En la cancha, Mateo es defensor. Observa, aprende. Tiene referentes claros: «Cuti» Romero, Van Dijk, Marquinhos. Pero quien más lo marca es Lucas Martínez Quarta. No por idolatría, sino por proximidad. Lo ve en el Monumental, lo estudia y le copia gestos. «Puedo tomarle detalles», aclara. El aprendizaje, para él, no es abstracto; es concreto y cotidiano.
Fuera del campo, Mateo habla con la serenidad de quien comprende que el ruido no siempre es útil. Cuando le preguntan por sus aspiraciones, no se apresura. A corto plazo, progresar, mantenerse y llegar a la Selección. A largo plazo, debutar en Primera con River y ganar un Mundial. Lo dice sin grandilocuencia. No por falta de ambición, sino porque aprendió que los sueños grandes se construyen paso a paso.
El objetivo de Lescano es debutar en la Primera de River
Sabe que ese debut, que antes parecía distante, hoy se vislumbra un poco más cercano. Pero es prudente. «Pies sobre la tierra», repite.
Entrenar, entrenar y entrenar; no hay otra. No existe otra fórmula. La humildad no es un eslogan; es un instrumento de supervivencia en un entorno que suele marear con rapidez.
Cuando surge Atlético en la charla, Mateo no elude la pregunta. Reconoce el pasado, las imágenes y la historia. Pero su norte es claro; su única meta es River, el Monumental de Núñez y la camiseta que hoy viste. Lo demás, señala, se verá más adelante. No cierra puertas, pero tampoco se dispersa.
Lescano no es solo una promesa.
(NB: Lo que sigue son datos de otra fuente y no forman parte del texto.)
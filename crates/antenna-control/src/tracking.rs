//! Tracking Loop
//!
//! Cancellable periodic re-aiming of the mount against an externally
//! supplied ephemeris. Each tick queries the ephemeris for the target's
//! look angles and, while the target is visible, issues a fire-and-forget
//! move so the cadence never waits on mount arrival. Cancellation is
//! cooperative: no new driver command is issued after it is observed, and
//! one halt quiesces any outstanding motion.

use std::sync::atomic::{AtomicBool, Ordering};
use std::sync::Arc;
use std::time::Duration;

use async_trait::async_trait;
use chrono::{DateTime, Utc};
use serde::Serialize;
use thiserror::Error;
use tokio::sync::watch;
use tokio::time::{interval, MissedTickBehavior};
use tracing::{debug, info, warn};

use mount_model::Position;

use crate::controller::{AntennaController, ConnectionState, ControllerError, Result};

/// Look angles of a tracked target at one instant. Elevation exactly at the
/// horizon counts as visible.
#[derive(Debug, Clone, Copy)]
pub struct TargetTrack {
    pub azimuth_deg: f64,
    pub elevation_deg: f64,
    pub visible: bool,
}

#[derive(Error, Debug)]
#[error("ephemeris computation failed: {0}")]
pub struct EphemerisError(pub String);

/// Opaque, possibly slow, fallible source of target look angles. An
/// implementation carries its own observer location; the engine only maps
/// a target name and a timestamp to look angles.
#[async_trait]
pub trait EphemerisSource: Send + Sync {
    async fn look_angles(
        &self,
        target: &str,
        at: DateTime<Utc>,
    ) -> std::result::Result<TargetTrack, EphemerisError>;
}

/// Snapshot of the active (or most recently ended) tracking session.
#[derive(Debug, Clone, Serialize)]
pub struct TrackingSession {
    pub target: String,
    pub update_interval_ms: u64,
    pub active: bool,
}

pub(crate) struct TrackingHandle {
    pub(crate) target: String,
    pub(crate) update_interval: Duration,
    pub(crate) active: Arc<AtomicBool>,
    cancel_tx: watch::Sender<bool>,
}

impl TrackingHandle {
    pub(crate) fn cancel(&self) {
        let _ = self.cancel_tx.send(true);
    }

    pub(crate) fn session(&self) -> TrackingSession {
        TrackingSession {
            target: self.target.clone(),
            update_interval_ms: self.update_interval.as_millis() as u64,
            active: self.active.load(Ordering::SeqCst),
        }
    }
}

impl AntennaController {
    /// Begin a tracking session against `source`. Preconditions mirror
    /// [`move_to`](Self::move_to), plus at most one active session.
    pub async fn start_tracking(
        &self,
        target: impl Into<String>,
        source: Arc<dyn EphemerisSource>,
        update_interval: Duration,
    ) -> Result<()> {
        let target = target.into();

        if self.is_emergency_stopped() {
            return Err(ControllerError::EmergencyStopActive);
        }
        if self.connection_state().await != ConnectionState::Connected {
            return Err(ControllerError::NotConnected);
        }

        let mut slot = self.inner.tracking.lock().await;
        if let Some(handle) = slot.as_ref() {
            if handle.active.load(Ordering::SeqCst) {
                return Err(ControllerError::AlreadyTracking);
            }
        }

        let (cancel_tx, cancel_rx) = watch::channel(false);
        let active = Arc::new(AtomicBool::new(true));
        *slot = Some(TrackingHandle {
            target: target.clone(),
            update_interval,
            active: active.clone(),
            cancel_tx,
        });
        drop(slot);

        info!(%target, ?update_interval, "tracking session started");
        tokio::spawn(run_tracking(
            self.clone(),
            source,
            target,
            update_interval,
            cancel_rx,
            active,
        ));
        Ok(())
    }

    /// Cancel the active tracking session and quiesce any outstanding
    /// motion. Idempotent.
    pub async fn stop_tracking(&self) {
        if self.cancel_tracking().await {
            if let Err(e) = self.halt_driver().await {
                warn!(error = %e, "halt after tracking stop failed");
            }
        }
    }
}

async fn run_tracking(
    controller: AntennaController,
    source: Arc<dyn EphemerisSource>,
    target: String,
    update_interval: Duration,
    mut cancel_rx: watch::Receiver<bool>,
    active: Arc<AtomicBool>,
) {
    let mut ticker = interval(update_interval);
    ticker.set_missed_tick_behavior(MissedTickBehavior::Skip);

    loop {
        tokio::select! {
            _ = ticker.tick() => {}
            _ = cancel_rx.changed() => break,
        }
        if *cancel_rx.borrow() {
            break;
        }

        let track = match source.look_angles(&target, Utc::now()).await {
            Ok(track) => track,
            Err(e) => {
                // one lost tick, the session continues
                warn!(%target, error = %e, "ephemeris tick failed");
                continue;
            }
        };

        if !track.visible {
            debug!(%target, "target not visible, holding position");
            continue;
        }

        let aim = Position::new(track.azimuth_deg, track.elevation_deg);
        match controller.move_to(aim).await {
            Ok(()) => debug!(%target, %aim, "tracking move issued"),
            Err(e @ (ControllerError::EmergencyStopActive | ControllerError::NotConnected)) => {
                warn!(%target, error = %e, "tracking session ended");
                break;
            }
            Err(e) => warn!(%target, error = %e, "tracking move rejected"),
        }
    }

    active.store(false, Ordering::SeqCst);
    debug!(%target, "tracking task exited");
}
Es un joven que comprende el tiempo, que sabe que volver a casa también es parte del trayecto y que una medalla puede brillar mucho, pero no más que una familia que lo espera. En un fútbol que apremia, él elige transitar. Y en ese andar pausado, va edificando algo más sólido que un título: una manera de ser.